I've looked up pdal documentation on how to clip LAS point cloud files:- https://pdal.io/workshop/exercises/analysis/clipping/clipping.html

Referencing this example, and having a quick look around, it seems like there only is an option for one output file. Please correct me if I'm wrong.

I am after the input LAS files being split into four separate output LAS files (following the geometries of the indextile shapefile).

I was able to achieve this with the LASTools command lasclip.exe, however I've reached the limit of the 'unlicenced' version of lasclip:-

lasclip -i C:/a/test/BY17_1401merged_test.las -split -poly C:/a/cropped_topo50.shp -o newfile.las


In the stdout for the above command;
WARNING: unlicensed. over 3 million points. output slightly distorted.
         tiny xyz noise. points permuted. intensity, gps_time, user_data
         and point_source_ID zeroed.

In the lasinfo report for one of the output LAS files. 
WARNING: real max x larger than header max x by 0.020000
WARNING: real min x smaller than header min x by 0.020000
WARNING: real max y larger than header max y by 0.020000
WARNING: real min y smaller than header min y by 0.020000
WARNING: real min z smaller than header min z by 0.010000

Is there any other way of splitting a LAS file into multiple output files using shapefile geometries? I have a Global Mapper license but cannot find a way to do it with this software. Unfortunately I was unable to get SAGA to work on my laptop and Whitebox is almost unusable (very slow) on my ubuntu computer.

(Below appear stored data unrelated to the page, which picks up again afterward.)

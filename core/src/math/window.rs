use crate::prelude::{PipelineError, PipelineResult};
use ndarray::{Array1, ArrayView1};
use serde::{Deserialize, Serialize};
use std::f64::consts::PI;

/// Supported tapers.
#[derive(Debug, Clone, Copy, PartialEq, Serialize, Deserialize)]
pub enum WindowKind {
    /// Symmetric Hann window, both zero-valued endpoints included.
    Hann,
    Kaiser { beta: f64 },
}

/// Window whose coefficients sum to one.
#[derive(Debug, Clone, PartialEq)]
pub struct Window {
    kind: WindowKind,
    coefficients: Array1<f32>,
}

impl Window {
    pub fn kind(&self) -> WindowKind {
        self.kind
    }

    pub fn len(&self) -> usize {
        self.coefficients.len()
    }

    pub fn is_empty(&self) -> bool {
        self.coefficients.is_empty()
    }

    pub fn coefficients(&self) -> ArrayView1<'_, f32> {
        self.coefficients.view()
    }
}

/// Builds normalized windows for the range and Doppler axes.
pub struct WindowGenerator;

impl WindowGenerator {
    pub fn hann(len: usize) -> PipelineResult<Window> {
        Self::generate(WindowKind::Hann, len)
    }

    pub fn kaiser(len: usize, beta: f64) -> PipelineResult<Window> {
        Self::generate(WindowKind::Kaiser { beta }, len)
    }

    pub fn generate(kind: WindowKind, len: usize) -> PipelineResult<Window> {
        if len == 0 {
            return Err(PipelineError::Configuration(format!(
                "{:?} window length must be positive",
                kind
            )));
        }

        let raw = match kind {
            WindowKind::Hann => hann_coefficients(len),
            WindowKind::Kaiser { beta } => {
                if !beta.is_finite() {
                    return Err(PipelineError::Configuration(format!(
                        "kaiser beta must be finite, got {}",
                        beta
                    )));
                }
                kaiser_coefficients(len, beta)
            }
        };

        let sum: f64 = raw.iter().sum();
        if sum == 0.0 || !sum.is_finite() {
            return Err(PipelineError::Configuration(format!(
                "degenerate {:?} window of length {} (coefficient sum {})",
                kind, len, sum
            )));
        }

        let coefficients = raw.iter().map(|&c| (c / sum) as f32).collect();
        Ok(Window { kind, coefficients })
    }
}

fn hann_coefficients(len: usize) -> Vec<f64> {
    if len == 1 {
        return vec![1.0];
    }
    let span = (len - 1) as f64;
    (0..len)
        .map(|n| 0.5 - 0.5 * (2.0 * PI * n as f64 / span).cos())
        .collect()
}

fn kaiser_coefficients(len: usize, beta: f64) -> Vec<f64> {
    if len == 1 {
        return vec![1.0];
    }
    let denom = bessel_i0(beta);
    let span = (len - 1) as f64;
    (0..len)
        .map(|n| {
            let ratio = 2.0 * n as f64 / span - 1.0;
            let inside = (1.0 - ratio * ratio).max(0.0).sqrt();
            bessel_i0(beta * inside) / denom
        })
        .collect()
}

/// Zeroth-order modified Bessel function of the first kind, by power series.
fn bessel_i0(x: f64) -> f64 {
    let half = x / 2.0;
    let mut term = 1.0;
    let mut sum = 1.0;
    let mut k = 1.0;
    // Terms grow until k ~ x/2, then shrink geometrically.
    while term > sum * 1e-17 || k < half {
        term *= (half / k) * (half / k);
        sum += term;
        k += 1.0;
    }
    sum
}

#[cfg(test)]
mod tests {
    use super::*;

    #[test]
    fn windows_sum_to_one() {
        for len in [1, 3, 7, 32, 64, 100] {
            let hann = WindowGenerator::hann(len).unwrap();
            assert_eq!(hann.len(), len);
            assert!((hann.coefficients().sum() - 1.0).abs() < 1e-5);

            let kaiser = WindowGenerator::kaiser(len, 25.0).unwrap();
            assert!((kaiser.coefficients().sum() - 1.0).abs() < 1e-5);
        }
    }

    #[test]
    fn hann_is_symmetric_with_zero_endpoints() {
        let window = WindowGenerator::hann(64).unwrap();
        let c = window.coefficients();
        assert_eq!(c[0], 0.0);
        assert!(c[63].abs() < 1e-9);
        for n in 0..32 {
            assert!((c[n] - c[63 - n]).abs() < 1e-7);
        }
    }

    #[test]
    fn kaiser_matches_reference_coefficients() {
        let window = WindowGenerator::kaiser(32, 25.0).unwrap();
        let c = window.coefficients();
        let close = |got: f32, want: f64| ((got as f64 - want) / want).abs() < 1e-5;
        assert!(close(c[0], 2.239_990_945_961_063e-11), "c[0] = {:e}", c[0]);
        assert!(close(c[8], 6.100_893_142_568_943e-3), "c[8] = {}", c[8]);
        assert!(close(c[15], 0.127_711_193_160_118_8), "c[15] = {}", c[15]);
        assert!((c[15] - c[16]).abs() <= 1e-7);
        for n in 0..16 {
            assert!((c[n] - c[31 - n]).abs() <= 1e-7);
        }
    }

    #[test]
    fn bessel_matches_reference_values() {
        assert!((bessel_i0(0.0) - 1.0).abs() < 1e-15);
        assert!((bessel_i0(1.0) - 1.266_065_877_752_008_4).abs() < 1e-12);
        let reference = 5.774_560_606_466_314e9;
        assert!(((bessel_i0(25.0) - reference) / reference).abs() < 1e-9);
    }

    #[test]
    fn zero_length_is_a_configuration_error() {
        assert!(matches!(
            WindowGenerator::hann(0),
            Err(PipelineError::Configuration(_))
        ));
        assert!(WindowGenerator::kaiser(0, 25.0).is_err());
    }

    #[test]
    fn degenerate_hann_is_rejected() {
        // Both coefficients of a two-point symmetric Hann window are zero.
        assert!(matches!(
            WindowGenerator::hann(2),
            Err(PipelineError::Configuration(_))
        ));
    }
}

  • Are you trying to avoid the licensing restriction in this software.. I recommend you purchase a license, it's not that expensive and supports the development of future products. I had the same problem trying to extract by irregular polygons which left me two options: export a shapefile for each unique polygon and call lasclip on each shapefile or write my own.. I wrote my own utility in C++ as it seemed the less tedious option. – Michael Stimson Nov 20 '18 at 7:04
  • @MichaelStimson thank you for the heads up. As I'm using these tools for a govt department, it is not so cheap in this situation. Are you aware of any open source options to solve this issue? – Rose Nov 20 '18 at 8:43
  • You could write a python script using laspy and OGR, looping through each record and checking within gdal.org/python/osgeo.ogr.Geometry-class.html#Within and writing to a new las file with laspy if True. – Michael Stimson Nov 21 '18 at 0:13
  • Thank you for the suggestion, for OGR_G_Within would that not take into account points that fall on the geometry boundaries, and cause discrepancies between the number of total output points compared to input? I've found a way to split LAS by Shapefile boundaries using FME, conserving points however this is not an open source option, and very cumbersome. Only feasible for one small LAS file. If someone is interested I can put the workflow in the answer dialog. – Rose Nov 24 '18 at 22:44
  • 1
    Within means within, not on a boundary. In reality it's extremely unlikely for a point to fall on a boundary... coordinates in shapefiles are stored as double but las records are integers divided by a scale factor and offset - not the full double range, without getting too technical it would take a perfect storm situation for a LAS record to be on a line segment. – Michael Stimson Nov 25 '18 at 23:15

The lidR package can do that in R


ctg = catalog("C:/a/test/BY17_1401merged_test.las")
shp = shapefile("C:/a/cropped_topo50.shp")

opt_output_file(ctg) = "C:/a/test/BY17_1401_split_{ID}"

new_ctg <- lasclip(BY17, shp)

This script references your file (or your files if several). It loads your shapefile. It assigns a templated output filename. Here your files will be named BY17_1401_split_1.las, BY17_1401_split_2.las and so on. Then it clips all your polygons by streaming the input file(s) into the output files. To finish it loads back a reference to the new created files.

The templated filename can be more elaborated. For example let assume that your table of attribute has a field names "OWNER" because the polygons describe land ownership your can:

opt_output_file(ctg) = "C:/a/test/BY17_1401_split_{ID}_{OWNER}"

Here your files will be named BY17_1401_split_1_bob.las, BY17_1401_split_2_alice.las and so on.